Sorry it sounds weird but if you don't mind trying it.  The optimizer behaves very differently when a function never returns.

Jeff

Actually, declaring the pointer to a char as volatile fixes this code right up. I'm just confused about why that pointer needs to be volatile.

Here's the working funtion:

void store_code(void)
{
  volatile char *Flash_ptr;
  Flash_ptr = (char *) 0x1000;		//Point to Info Flash segment D
  FCTL3 = FWKEY;                            // Clear Lock bit
  FCTL1 = FWKEY + WRT;                      // Set WRT bit for write operation
  *Flash_ptr++ = code1;
  *Flash_ptr++ = code2;
  *Flash_ptr++ = code3;
  *Flash_ptr++ = code4;
  FCTL1 = FWKEY;                            // Clear WRT bit
  FCTL3 = FWKEY + LOCK;                     // Set LOCK bit
}

inlined and "optimized" your code ends up looking like:

*(int *0x1000) = 0; // from clear_flash
*(char *0x1000) = code1;  //From store_code
*(char *0x1001) = code2;
*(char *0x1002) = code3;
*(char *0x1003) = code4;

It's not surprising that without "volatile" it decides that it can eliminate one of the writes to 0x1000.

Though it didn't seem to do it in a correct or sensible way!  I would have expected it to get rid of the dummy write in clear_flash, causing even more mysterious symptoms.

(I'm not very happy with gcc's inlining-happy habits.  Especially on tiny microcontrollers!)

 

westfw said:

It's not surprising that without "volatile" it decides that it can eliminate one of the writes to 0x1000.

Indeed. The compiler does not know that between the two writes to 0x1000 somethign important happened (the reprogramming of the flash controller). Since the first write is a word write, the second a byte write, it will combine both into one and drop the assumed superfluous second write.
This happens because of several reaons:
1) both writes go at the same address (if you'd initiate the clear by writing to 0x11fe, the code would work) and
2) the two fucntions are so small that the compiler decided that inlining them would be smaller and faster than actually calling the ffunctions.

If the functions would be called, there wouldn't be a problem too, as write function does not know that the erase function had been just called, so no optimization is possible.

On MSPGCC, you can force such critical instructions by adding a __volatile__ attribute to an instruction such as ASM or (I believe, but never tried) do/while/{}, disabling optimization for this.
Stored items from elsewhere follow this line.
use async_trait::async_trait;
use domain::{DeviceStatus, ScalarValue};
use gw_platform::{CommandSink, InMemoryPlatform, Platform, PlatformCommand, PlatformError};
use std::collections::BTreeMap;
use std::sync::{Arc, Mutex};

#[derive(Default)]
struct RecordingSink {
    commands: Mutex<Vec<PlatformCommand>>,
}

#[async_trait]
impl CommandSink for RecordingSink {
    async fn on_command(&self, command: PlatformCommand) {
        self.commands.lock().expect("lock").push(command);
    }
}

#[tokio::test]
async fn fetch_identity_counts_every_call() {
    let platform = InMemoryPlatform::new();
    platform.register_device("00000001", "dev-1");

    let identity = platform.fetch_identity("00000001").await.expect("identity");
    assert_eq!(identity.device_id, "dev-1");
    assert!(matches!(
        platform.fetch_identity("00000009").await,
        Err(PlatformError::NotFound(_))
    ));
    platform.fetch_identity("00000001").await.expect("identity");

    assert_eq!(platform.fetch_count("00000001"), 2);
    assert_eq!(platform.fetch_count("00000009"), 1);
}

#[tokio::test]
async fn publish_failures_are_not_recorded() {
    let platform = InMemoryPlatform::new();
    let mut values = BTreeMap::new();
    values.insert("temperature".to_string(), ScalarValue::F64(25.6));

    platform.publish_telemetry("dev-1", &values).await.expect("publish");
    platform.publish_status("dev-1", DeviceStatus::Online).await.expect("status");
    platform.set_fail_publish(true);
    assert!(platform.publish_status("dev-1", DeviceStatus::Offline).await.is_err());
    assert!(platform.publish_telemetry("dev-1", &values).await.is_err());

    assert_eq!(platform.telemetry().len(), 1);
    assert_eq!(platform.status_count("dev-1", DeviceStatus::Online), 1);
    assert_eq!(platform.status_count("dev-1", DeviceStatus::Offline), 0);
}

#[tokio::test]
async fn delivered_commands_reach_registered_sink() {
    let platform = InMemoryPlatform::new();
    let command = PlatformCommand {
        device_id: "dev-1".to_string(),
        message_id: "m-1".to_string(),
        method: "query".to_string(),
        params: serde_json::Map::new(),
    };
    assert!(!platform.deliver_command(command.clone()).await);

    let sink = Arc::new(RecordingSink::default());
    platform.register_command_sink(sink.clone()).expect("register");
    assert!(platform.deliver_command(command.clone()).await);
    assert_eq!(*sink.commands.lock().expect("lock"), vec![command]);
}

#[tokio::test]
async fn heartbeat_can_fail() {
    let platform = InMemoryPlatform::new();
    platform.send_heartbeat("svc").await.expect("heartbeat");
    platform.set_fail_heartbeat(true);
    assert!(platform.send_heartbeat("svc").await.is_err());
    assert_eq!(platform.heartbeats(), vec!["svc".to_string()]);
}
//! 传感器协议（参考编解码）。
//!
//! 上行数据帧，12 字节，多字节字段均为大端：
//!
//! ```text
//! [设备编号 u32][温度 i16 0.1°C][湿度 u16 0.1%][电压 u16 0.01V][电量 u8 %][校验 u8]
//! ```
//!
//! 下行指令帧，8 字节：
//!
//! ```text
//! [设备编号 u32][指令 u8][参数 u16][校验 u8]
//! ```
//!
//! 校验为前面所有字节的异或。取值范围：温度 -40.0~85.0，湿度 0~100，电压 0~5.00，电量 0~100。
//!
//! 字节流按 12 字节定长切帧。异或校验无法可靠地定位帧边界（帧头多为 0），
//! 绑定设备后以设备编号的 4 字节作为对齐标记。

use crate::error::{EncodeError, FrameError};
use crate::handler::{FrameSplit, ProtocolHandler};
use domain::{Command, CommandParams, Message, MessageKind, ProtocolDescriptor};

pub const SENSOR_FRAME_LEN: usize = 12;
pub const SENSOR_COMMAND_LEN: usize = 8;
const WIRE_ID_LEN: usize = 4;

const TEMPERATURE_RANGE: (i16, i16) = (-400, 850);
const HUMIDITY_MAX: u16 = 1000;
const VOLTAGE_MAX: u16 = 500;
const BATTERY_MAX: u8 = 100;

const DEFAULT_SLEEP_MINUTES: u16 = 60;
const DEFAULT_REPORT_INTERVAL: u16 = 300;

/// 异或校验。
pub fn xor_checksum(data: &[u8]) -> u8 {
    data.iter().fold(0u8, |acc, byte| acc ^ byte)
}

/// 设备编号：4 字节大端整数，格式化为 8 位十进制（`00000001`）。
pub(crate) fn read_wire_id(data: &[u8]) -> Result<String, FrameError> {
    if data.len() < WIRE_ID_LEN {
        return Err(FrameError::TooShort {
            min: WIRE_ID_LEN,
            actual: data.len(),
        });
    }
    let id = u32::from_be_bytes([data[0], data[1], data[2], data[3]]);
    Ok(format!("{:08}", id))
}

/// 指令中的设备编号：任意十进制表示的 u32。
pub(crate) fn parse_wire_id(wire_id: &str) -> Result<u32, EncodeError> {
    wire_id
        .trim()
        .parse::<u32>()
        .map_err(|_| EncodeError::InvalidWireId(wire_id.to_string()))
}

/// 读取 u16 参数；缺省或 null 时使用默认值。
pub(crate) fn u16_param(params: &CommandParams, name: &str, default: u16) -> Result<u16, EncodeError> {
    let invalid = |reason: &str| EncodeError::InvalidParameter {
        name: name.to_string(),
        reason: reason.to_string(),
    };
    let value = match params.get(name) {
        None | Some(serde_json::Value::Null) => return Ok(default),
        Some(value) => value,
    };
    let number = match value {
        serde_json::Value::Number(number) => number,
        _ => return Err(invalid("expected an integer")),
    };
    let integer = match (number.as_u64(), number.as_i64(), number.as_f64()) {
        (Some(value), _, _) => value,
        (None, Some(_), _) => return Err(invalid("must not be negative")),
        (None, None, Some(value)) if value.fract() == 0.0 && value >= 0.0 => value as u64,
        _ => return Err(invalid("expected an integer")),
    };
    u16::try_from(integer).map_err(|_| invalid("must be within 0..=65535"))
}

/// 解码后的传感器数据帧（原始定点值）。
#[derive(Debug, Clone, Copy, PartialEq, Eq)]
pub struct SensorFrame {
    pub wire_id: u32,
    /// 0.1 °C
    pub temperature: i16,
    /// 0.1 %
    pub humidity: u16,
    /// 0.01 V
    pub voltage: u16,
    /// %
    pub battery: u8,
}
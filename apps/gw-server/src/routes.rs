//! 路由定义
//!
//! - 健康检查：/health
//! - 协议状态与指标：/api/protocol, /api/metrics
//! - 设备：/api/devices/*
//! - 设备审计日志：/api/device-logs/*

use super::AppState;
use super::handlers::*;
use axum::{
    Router,
    routing::{get, post},
};

/// 创建管理接口路由
pub fn create_api_router() -> Router<AppState> {
    Router::new()
        .route("/health", get(health))
        .route("/api/protocol", get(get_protocol))
        .route("/api/metrics", get(get_metrics))
        .route("/api/devices/connected", get(list_connected_devices))
        .route("/api/devices/disconnect", post(device_disconnect))
        .route("/api/devices/cache/clear", post(clear_device_cache))
        .route("/api/devices/:wire_id/commands", post(send_device_command))
        .route("/api/device-logs/stats", get(device_log_stats))
        .route(
            "/api/device-logs/:wire_id",
            get(device_log_history).delete(clear_device_log),
        )
}
use api_contract::{
    ConnectedDeviceDto, ConnectedDevicesDto, DeviceDisconnectRequest, SendCommandRequest,
};
use serde_json::Value;

#[test]
fn connected_devices_are_camel_case() {
    let response = ConnectedDevicesDto {
        total: 1,
        devices: vec![ConnectedDeviceDto {
            wire_id: "00000001".to_string(),
            device_id: "dev-1".to_string(),
            peer: "127.0.0.1:40000".to_string(),
            connected_at_ms: 1_700_000_000_000,
        }],
    };
    let value = serde_json::to_value(response).expect("serialize");
    let device = &value["devices"][0];
    assert_eq!(device["wireId"], Value::from("00000001"));
    assert!(device.get("connectedAtMs").is_some());
    assert!(device.get("wire_id").is_none());
}

#[test]
fn send_command_request_accepts_both_timeout_spellings() {
    let camel: SendCommandRequest =
        serde_json::from_str(r#"{"action":"sleep","params":{"sleep_minutes":30},"timeoutMs":500}"#)
            .expect("parse");
    assert_eq!(camel.action, "sleep");
    assert_eq!(camel.params.get("sleep_minutes"), Some(&Value::from(30)));
    assert_eq!(camel.timeout_ms, Some(500));

    let snake: SendCommandRequest =
        serde_json::from_str(r#"{"action":"query","timeout_ms":250}"#).expect("parse");
    assert!(snake.params.is_empty());
    assert_eq!(snake.timeout_ms, Some(250));
}

#[test]
fn send_command_request_requires_action() {
    assert!(serde_json::from_str::<SendCommandRequest>(r#"{"params":{}}"#).is_err());
}

#[test]
fn disconnect_request_accepts_snake_case() {
    let req: DeviceDisconnectRequest =
        serde_json::from_str(r#"{"device_id":"dev-9"}"#).expect("parse");
    assert_eq!(req.device_id, "dev-9");
    let req: DeviceDisconnectRequest =
        serde_json::from_str(r#"{"deviceId":"dev-8"}"#).expect("parse");
    assert_eq!(req.device_id, "dev-8");
}
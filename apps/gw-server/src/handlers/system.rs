//! 系统状态 handlers
//!
//! - GET /health
//! - GET /api/protocol
//! - GET /api/metrics

use crate::AppState;
use crate::utils::response::{ok, protocol_info_to_dto};
use api_contract::HealthDto;
use axum::{extract::State, response::Response};
use gw_telemetry::metrics;

pub async fn health() -> Response {
    ok(HealthDto {
        status: "ok".to_string(),
    })
}

/// 协议描述与运行状态
pub async fn get_protocol(State(state): State<AppState>) -> Response {
    ok(protocol_info_to_dto(
        state.engine.info(),
        state.engine.is_stateful(),
    ))
}

pub async fn get_metrics() -> Response {
    ok(metrics().snapshot())
}
use domain::{Command, DeviceStatus, ScalarValue};
use gw_directory::DeviceDirectory;
use gw_platform::InMemoryPlatform;
use gw_protocol::{GatewayProtocolHandler, HandlerVariant, TcpServer, TcpServerConfig};
use gw_telemetry::{DeviceAuditLog, DeviceLogConfig};
use std::sync::Arc;
use std::time::Duration;
use tokio::io::{AsyncReadExt, AsyncWriteExt, DuplexStream};

const WAIT: Duration = Duration::from_secs(2);

struct Harness {
    server: TcpServer,
    platform: Arc<InMemoryPlatform>,
    audit: Arc<DeviceAuditLog>,
}

async fn harness(heartbeat_timeout: Duration) -> Harness {
    let platform = Arc::new(InMemoryPlatform::new());
    platform.register_device("00000010", "gw-10");
    platform.register_device("00000011", "gw-11");
    let directory = Arc::new(DeviceDirectory::new(platform.clone()));
    let audit = Arc::new(DeviceAuditLog::new(DeviceLogConfig::default()));
    let handler = GatewayProtocolHandler::new(0).with_heartbeat_timeout(heartbeat_timeout);
    let server = TcpServer::new(
        HandlerVariant::session(handler),
        directory,
        platform.clone(),
        audit.clone(),
        TcpServerConfig {
            listen_host: "127.0.0.1".to_string(),
            listen_port: 0,
            idle_timeout: Duration::from_secs(2),
            write_timeout: Duration::from_millis(500),
            ..TcpServerConfig::default()
        },
    );
    server.start().await.expect("start");
    Harness {
        server,
        platform,
        audit,
    }
}

fn open(h: &Harness, peer: &str) -> DuplexStream {
    let (client, server_side) = tokio::io::duplex(256);
    h.server.serve_connection(server_side, peer).expect("permit");
    client
}

async fn read_n(client: &mut DuplexStream, n: usize) -> Vec<u8> {
    let mut buf = vec![0u8; n];
    tokio::time::timeout(WAIT, client.read_exact(&mut buf))
        .await
        .expect("no reply")
        .expect("read");
    buf
}

async fn expect_closed(client: &mut DuplexStream) {
    let mut buf = [0u8; 8];
    let read = tokio::time::timeout(WAIT, client.read(&mut buf))
        .await
        .expect("connection was not closed");
    assert!(matches!(read, Ok(0) | Err(_)), "unexpected data: {:?}", read);
}

async fn handshake(client: &mut DuplexStream, id: u8) -> Vec<u8> {
    client
        .write_all(&[0, 0, 0, id, 0xA0, 0, 0, 0])
        .await
        .expect("write");
    read_n(client, 8).await
}

#[tokio::test]
async fn handshake_then_frames_are_forwarded() {
    let h = harness(Duration::from_secs(5)).await;
    let mut client = open(&h, "gw-a");

    assert_eq!(handshake(&mut client, 10).await, vec![0, 0, 0, 10, 0x01, 0, 0, 0]);
    assert_eq!(h.platform.status_count("gw-10", DeviceStatus::Online), 1);
    assert_eq!(h.server.list_connected_devices(), vec!["00000010".to_string()]);

    client.write_all(&[0, 0, 0, 10, 0x01]).await.expect("write");
    assert_eq!(read_n(&mut client, 6).await, vec![0, 0, 0, 10, 0x81, 0x00]);
    assert!(h.platform.wait_until(WAIT, |p| p.telemetry().len() == 1).await);

    client
        .write_all(&[0, 0, 0, 10, 0x02, 0x00, 0xFA, 0x02, 0x58])
        .await
        .expect("write");
    assert!(h.platform.wait_until(WAIT, |p| p.telemetry().len() == 2).await);

    client.write_all(&[0, 0, 0, 10, 0x03, 0x02]).await.expect("write");
    assert!(h.platform.wait_until(WAIT, |p| p.telemetry().len() == 3).await);

    let telemetry = h.platform.telemetry();
    assert!(telemetry.iter().all(|(device_id, _)| device_id == "gw-10"));
    assert_eq!(telemetry[0].1.get("heartbeat"), Some(&ScalarValue::I64(1)));
    assert_eq!(telemetry[1].1.get("temperature"), Some(&ScalarValue::F64(25.0)));
    assert_eq!(telemetry[1].1.get("humidity"), Some(&ScalarValue::F64(60.0)));
    assert_eq!(telemetry[2].1.get("status_code"), Some(&ScalarValue::I64(2)));

    drop(client);
    assert!(
        h.platform
            .wait_until(WAIT, |p| p.status_count("gw-10", DeviceStatus::Offline) == 1)
            .await
    );
    h.server.stop().await.expect("stop");
}

#[tokio::test]
async fn coalesced_and_split_frames_are_separated() {
    let h = harness(Duration::from_secs(5)).await;
    let mut client = open(&h, "gw-g");
    assert_eq!(handshake(&mut client, 11).await, vec![0, 0, 0, 11, 0x01, 0, 0, 0]);

    let mut burst = vec![0, 0, 0, 11, 0x03, 0x05];
    burst.extend_from_slice(&[0, 0, 0, 11, 0x02, 0x00, 0x64, 0x01, 0x2C]);
    burst.extend_from_slice(&[0, 0, 0, 11]);
    client.write_all(&burst).await.expect("write");
    assert!(h.platform.wait_until(WAIT, |p| p.telemetry().len() == 2).await);

    client.write_all(&[0x01]).await.expect("write");
    assert_eq!(read_n(&mut client, 6).await, vec![0, 0, 0, 11, 0x81, 0x00]);
    assert!(h.platform.wait_until(WAIT, |p| p.telemetry().len() == 3).await);

    let telemetry = h.platform.telemetry();
    assert_eq!(telemetry[0].1.get("status_code"), Some(&ScalarValue::I64(5)));
    assert_eq!(telemetry[1].1.get("temperature"), Some(&ScalarValue::F64(10.0)));
    assert_eq!(telemetry[1].1.get("humidity"), Some(&ScalarValue::F64(30.0)));
    assert_eq!(telemetry[2].1.get("heartbeat"), Some(&ScalarValue::I64(1)));
    assert_eq!(h.audit.count("00000011", "parse_failed"), 0);
    h.server.stop().await.expect("stop");
}

#[tokio::test]
async fn unknown_frame_type_is_not_fatal() {
    let h = harness(Duration::from_secs(5)).await;
    let mut client = open(&h, "gw-b");
    handshake(&mut client, 11).await;

    client.write_all(&[0, 0, 0, 11, 0x7F]).await.expect("write");
    let audit = h.audit.clone();
    assert!(
        h.platform
            .wait_until(WAIT, move |_| audit.count("00000011", "parse_failed") == 1)
            .await
    );
    client.write_all(&[0, 0, 0, 12, 0x01]).await.expect("write");
    let audit = h.audit.clone();
    assert!(
        h.platform
            .wait_until(WAIT, move |_| audit.count("00000011", "parse_failed") == 2)
            .await
    );

    client.write_all(&[0, 0, 0, 11, 0x01]).await.expect("write");
    assert_eq!(read_n(&mut client, 6).await, vec![0, 0, 0, 11, 0x81, 0x00]);
    assert_eq!(h.platform.status_count("gw-11", DeviceStatus::Offline), 0);
    h.server.stop().await.expect("stop");
}

#[tokio::test]
async fn unknown_device_is_rejected_and_closed() {
    let h = harness(Duration::from_secs(5)).await;
    let mut client = open(&h, "gw-c");

    assert_eq!(handshake(&mut client, 42).await, vec![0, 0, 0, 42, 0x00, 0, 0, 0]);
    expect_closed(&mut client).await;
    assert_eq!(h.platform.fetch_count("00000042"), 1);
    assert!(h.platform.statuses().is_empty());
    h.server.stop().await.expect("stop");
}

#[tokio::test]
async fn malformed_handshake_is_rejected_and_closed() {
    let h = harness(Duration::from_secs(5)).await;
    let mut client = open(&h, "gw-d");

    client
        .write_all(&[0, 0, 0, 10, 0x02, 0, 0, 0])
        .await
        .expect("write");
    assert_eq!(read_n(&mut client, 8).await, vec![0, 0, 0, 10, 0x00, 0, 0, 0]);
    expect_closed(&mut client).await;
    assert_eq!(h.platform.fetch_count("00000010"), 0);
    assert!(h.platform.statuses().is_empty());
    h.server.stop().await.expect("stop");
}

#[tokio::test]
async fn missing_heartbeat_closes_session_with_offline() {
    let h = harness(Duration::from_millis(150)).await;
    let mut client = open(&h, "gw-e");
    handshake(&mut client, 10).await;

    for _ in 0..3 {
        tokio::time::sleep(Duration::from_millis(60)).await;
        client.write_all(&[0, 0, 0, 10, 0x01]).await.expect("write");
        read_n(&mut client, 6).await;
    }
    assert_eq!(h.platform.status_count("gw-10", DeviceStatus::Offline), 0);

    expect_closed(&mut client).await;
    assert!(
        h.platform
            .wait_until(WAIT, |p| p.status_count("gw-10", DeviceStatus::Offline) == 1)
            .await
    );
    h.server.stop().await.expect("stop");
}

#[tokio::test]
async fn commands_are_written_to_the_gateway() {
    let h = harness(Duration::from_secs(5)).await;
    let mut client = open(&h, "gw-f");
    handshake(&mut client, 10).await;

    h.server
        .send_command(
            "00000010",
            Command::new("00000010", "config").with_param("report_interval", 120),
        )
        .await
        .expect("send");
    assert_eq!(read_n(&mut client, 7).await, vec![0, 0, 0, 10, 0x10, 0x00, 0x78]);

    h.server
        .send_command("10", Command::new("10", "query"))
        .await
        .expect_err("routing uses the exact wire id");
    h.server.stop().await.expect("stop");
}
impl FromStr for SplitCriterion {
    type Err = LandCoverError;

    fn from_str(s: &str) -> Result<Self, Self::Err> {
        match s.to_ascii_lowercase().as_str() {
            "gini" => Ok(SplitCriterion::Gini),
            "entropy" => Ok(SplitCriterion::Entropy),
            other => Err(LandCoverError::InvalidFormat(format!(
                "unknown split criterion '{}' (expected gini or entropy)",
                other
            ))),
        }
    }
}

/// Tree growth parameters
#[derive(Debug, Clone, PartialEq, Serialize, Deserialize)]
#[serde(default)]
pub struct TreeParams {
    pub criterion: SplitCriterion,
    /// Maximum number of splits on any path; `None` grows until another rule stops
    pub max_depth: Option<usize>,
    /// Nodes with fewer rows become leaves
    pub min_samples_split: usize,
    /// Smallest child a split may produce
    pub min_samples_leaf: usize,
}

impl Default for TreeParams {
    fn default() -> Self {
        Self {
            criterion: SplitCriterion::Gini,
            max_depth: None,
            min_samples_split: 2,
            min_samples_leaf: 1,
        }
    }
}

impl TreeParams {
    pub fn validate(&self) -> LandCoverResult<()> {
        if self.min_samples_split < 2 {
            return Err(LandCoverError::InvalidTrainingData(format!(
                "min_samples_split must be at least 2, got {}",
                self.min_samples_split
            )));
        }
        if self.min_samples_leaf < 1 {
            return Err(LandCoverError::InvalidTrainingData(
                "min_samples_leaf must be at least 1".to_string(),
            ));
        }
        Ok(())
    }
}

#[derive(Debug, Clone, Copy)]
struct SplitCandidate {
    feature: usize,
    threshold: f32,
    score: f64,
    left_impurity: f64,
    right_impurity: f64,
    left_len: usize,
}
use crate::types::{
    LandCoverError, LandCoverResult, Raster, RasterElement, Reflectance, ReflectanceRaster,
};
use ndarray::{Array2, ArrayView2, Axis, Zip};
use serde::{Deserialize, Serialize};

/// Lowest valid Landsat Collection 2 Level-2 surface reflectance DN
pub const LANDSAT_C2_VALID_MIN: f64 = 7273.0;
/// Highest valid Landsat Collection 2 Level-2 surface reflectance DN
pub const LANDSAT_C2_VALID_MAX: f64 = 43636.0;
/// Collection 2 surface reflectance multiplicative factor
pub const LANDSAT_C2_SCALE: f64 = 0.0000275;
/// Collection 2 surface reflectance additive offset
pub const LANDSAT_C2_OFFSET: f64 = -0.2;

/// Linear DN to percent-reflectance mapping with its validity interval
#[derive(Debug, Clone, Copy, PartialEq, Serialize, Deserialize)]
#[serde(default)]
pub struct ReflectanceParams {
    /// Lowest raw value accepted (inclusive)
    pub valid_min: f64,
    /// Highest raw value accepted (inclusive)
    pub valid_max: f64,
    /// Multiplicative scale factor
    pub scale: f64,
    /// Additive offset, applied after scaling
    pub offset: f64,
}

impl Default for ReflectanceParams {
    fn default() -> Self {
        Self {
            valid_min: LANDSAT_C2_VALID_MIN,
            valid_max: LANDSAT_C2_VALID_MAX,
            scale: LANDSAT_C2_SCALE,
            offset: LANDSAT_C2_OFFSET,
        }
    }
}

impl ReflectanceParams {
    pub fn validate(&self) -> LandCoverResult<()> {
        if !self.valid_min.is_finite() || !self.valid_max.is_finite() {
            return Err(LandCoverError::InvalidRange(format!(
                "valid range [{}, {}] must be finite",
                self.valid_min, self.valid_max
            )));
        }
        if self.valid_min >= self.valid_max {
            return Err(LandCoverError::InvalidRange(format!(
                "valid_min {} must be below valid_max {}",
                self.valid_min, self.valid_max
            )));
        }
        if self.scale == 0.0 || !self.scale.is_finite() {
            return Err(LandCoverError::InvalidRange(format!(
                "scale factor {} gives a degenerate reflectance mapping",
                self.scale
            )));
        }
        if !self.offset.is_finite() {
            return Err(LandCoverError::InvalidRange(format!(
                "offset {} is not finite",
                self.offset
            )));
        }
        Ok(())
    }

    /// Closed interval every corrected value falls into
    pub fn output_bounds(&self) -> (f64, f64) {
        let a = self.reflectance(self.valid_min);
        let b = self.reflectance(self.valid_max);
        (a.min(b), a.max(b))
    }

    #[inline]
    fn reflectance(&self, raw: f64) -> f64 {
        (raw * self.scale + self.offset) * 100.0
    }

    /// Corrected value of one raw sample, NaN when invalid
    #[inline]
    pub fn correct_value<T: RasterElement>(&self, raw: T, nodata: Option<T>) -> Reflectance {
        if raw.is_nodata(nodata) {
            return Reflectance::NAN;
        }
        match raw.to_f64() {
            Some(v) if v >= self.valid_min && v <= self.valid_max => self.reflectance(v) as Reflectance,
            _ => Reflectance::NAN,
        }
    }
}

/// Converts raw digital numbers to percent reflectance, band by band
#[derive(Debug, Clone)]
pub struct ReflectanceCorrector {
    /// Either a single entry applied to every band or one entry per band
    params: Vec<ReflectanceParams>,
}

impl ReflectanceCorrector {
    /// Create a corrector that applies the same mapping to every band
    pub fn new(params: ReflectanceParams) -> LandCoverResult<Self> {
        params.validate()?;
        Ok(Self { params: vec![params] })
    }

    /// Create a corrector with one mapping per band, in raster band order
    pub fn per_band(params: Vec<ReflectanceParams>) -> LandCoverResult<Self> {
        if params.is_empty() {
            return Err(LandCoverError::InvalidRange(
                "at least one band calibration is required".to_string(),
            ));
        }
        for (i, p) in params.iter().enumerate() {
            p.validate()
                .map_err(|e| LandCoverError::InvalidRange(format!("band {}: {}", i, e)))?;
        }
        Ok(Self { params })
    }

    fn params_for(&self, band: usize) -> &ReflectanceParams {
        if self.params.len() == 1 {
            &self.params[0]
        } else {
            &self.params[band]
        }
    }

    /// Apply the correction, producing a new raster with NaN as no-data
    pub fn correct<T: RasterElement>(&self, raw: &Raster<T>) -> LandCoverResult<ReflectanceRaster> {
        let (bands, rows, cols) = raw.dim();
        log::info!("Applying reflectance correction to {} bands of {}x{}", bands, rows, cols);

        if self.params.len() != 1 && self.params.len() != bands {
            return Err(LandCoverError::InvalidRange(format!(
                "{} band calibrations given for a {}-band raster",
                self.params.len(),
                bands
            )));
        }

        let nodata = raw.nodata();
        let mut corrected: Vec<Array2<Reflectance>> = Vec::with_capacity(bands);
        for band in 0..bands {
            let params = self.params_for(band);
            log::debug!("Band {} ({}): {:?}", band, raw.band_names()[band], params);
            let view = raw
                .band(band)
                .ok_or_else(|| LandCoverError::Processing(format!("missing band {}", band)))?;
            corrected.push(Self::correct_band(view, nodata, params));
        }

        let views: Vec<ArrayView2<'_, Reflectance>> = corrected.iter().map(|b| b.view()).collect();
        let data = ndarray::stack(Axis(0), &views)
            .map_err(|e| LandCoverError::Processing(format!("Shape error: {}", e)))?;

        let output = raw.with_data(data, None)?;
        let (min, max) = output
            .data()
            .iter()
            .filter(|v| !v.is_nan())
            .fold((f32::INFINITY, f32::NEG_INFINITY), |(lo, hi), &v| (lo.min(v), hi.max(v)));
        log::info!(
            "Reflectance correction completed. Output range: {:.4} to {:.4}, {} no-data pixels",
            min,
            max,
            output.nodata_pixel_count()
        );

        Ok(output)
    }

    #[cfg(feature = "parallel")]
    fn correct_band<T: RasterElement>(
        band: ArrayView2<'_, T>,
        nodata: Option<T>,
        params: &ReflectanceParams,
    ) -> Array2<Reflectance> {
        Zip::from(band).par_map_collect(|&v| params.correct_value(v, nodata))
    }

    #[cfg(not(feature = "parallel"))]
    fn correct_band<T: RasterElement>(
        band: ArrayView2<'_, T>,
        nodata: Option<T>,
        params: &ReflectanceParams,
    ) -> Array2<Reflectance> {
        Zip::from(band).map_collect(|&v| params.correct_value(v, nodata))
    }
}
Or you define the data you point to (and not the pointer itself) as volatile. But as long as I work with C, I'm still unsure each time about where to put the qualifiers in a pointer declaration (is it a constant pointer to variable data or a variablepointer to constant data? I have to look it up each time again)

Anyway, I think the compiler is messing up things here. Let aside the fact that it is flash and teh flash controlle rprogramming, the 'optimized' code will not do what it should. If there were ram at 0x1000, this code would result in 0x00 being written to 0x1000 and not the content of code1, which is 0x01. But it should be 0x01 as this is written last. But OTOH one could say that 0x1000 isn't volatile and since it isn't used anywhere in the code later, ALL writes to 0x100x could be eliminated totally.